- Native to: India
- Region: Madhya Pradesh
- Native speakers: 325,772 (2011 census) Census results conflate some speakers with Hindi
- Language family: Indo-European Indo-IranianIndo-AryanCentral Indo-AryanPowari; ; ; ;
- Writing system: Devanagari script

Language codes
- ISO 639-3: pwr
- Glottolog: powa1246 Powari
- Linguasphere: 59-AAF-rc

= Powari language =

Indo-Aryan language spoken in India

Powari is an Indo-Aryan language spoken in Central India, primarily in Madhya Pradesh and eastern Maharashtra.

== Classification ==
Powari has variously been classified as a variety of (or possibly a regional name for) the Bagheli language, or as a separate language belonging to the Eastern Hindi subgroup. In census data, Powari is included among the varieties of Hindi.

==Geographical distribution==
Powari is spoken in the Balaghat district and Seoni district of Madhya Pradesh and Bhandara district and Gondia district of Maharashtra. by Powar Community migrated from Western Malwa. This language is noted in the first Linguistic Survey of India done by George Abraham Grierson.

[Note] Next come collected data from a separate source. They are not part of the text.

use thiserror::Error;

#[derive(Debug, Error)]
/// Errors of which the fatal ones indicate configuration problems or corrupt input data;
/// none of them are retried
pub enum Error {
    #[error("Could not perform file I/O")]
    /// Output file or reference read error
    Io(#[from] std::io::Error),
    #[error("Could not convert bytes as it is invalid UTF-8")]
    /// Data is not in UTF-8 format
    NotUtf8(#[from] std::string::FromUtf8Error),
    #[error("Could not read/process the BAM file")]
    /// Bam reading error
    Bam(#[from] rust_htslib::errors::Error),
    #[error("Could not read FASTA file")]
    /// Reference FASTA error
    Fasta(#[from] niffler::Error),
    #[error("Expecting a reference with a single contig, the supplied reference has {0} contigs")]
    /// More than one sequence in the reference FASTA
    MultiContigReference(usize),
    #[error("Reference sequence contains something other than A, C, G, and T")]
    /// Incorrect nucleotide in the reference
    BadReferenceBase,
    #[error("Bad ORF description: {0}")]
    /// Malformed `--orf` argument
    BadOrfCoords(String),
    #[error("ORF length must be divisible by 3")]
    /// Exon lengths do not sum to whole codons
    OrfLength,
    #[error("There is an upstream stop codon at reference index {0}")]
    /// A stop codon before the final codon of the ORF
    UpstreamStop(usize),
    #[error("Codon-translation string must contain exactly 64 characters, got {0}")]
    /// Malformed `--codon-translation` argument
    BadTranslation(usize),
    #[error("Unanticipated cigar operator: {0}")]
    /// A cigar operator other than M/=/X/I/D/S
    UnanticipatedCigarOperator(char),
    #[error("Unexpectedly exhausted cigar elements")]
    /// Cigar ran out before the trimmed read window was consumed
    ExhaustedCigar,
    #[error("Internal invariant violated: {0}")]
    /// Unexpected internal state
    Internal(String),
    #[error("Caught unexpected exception on read {ordinal}: {name}")]
    /// Wraps any failure while processing a single read with its identity
    ReadProcessing {
        /// Read name from the BAM record
        name: String,
        /// Ordinal index of the read in the input stream
        ordinal: u64,
        /// The underlying failure
        #[source]
        source: Box<Error>,
    },
}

Powari seems to be mixture of Bundeli, Bagheli, Marathi, Malvi, Gondi and Nimadi. A large impact of Bagheli and Bundeli can be seen on Powari dialect as the Powars of Malwa migrated to this area through Bundelkhand and Baghelkhand. As the Powars are residing since 300 years in Central province after their migration, impact of local language and marathi is there. This Dialect became unique as it was developed through addition & mixing of other dialects.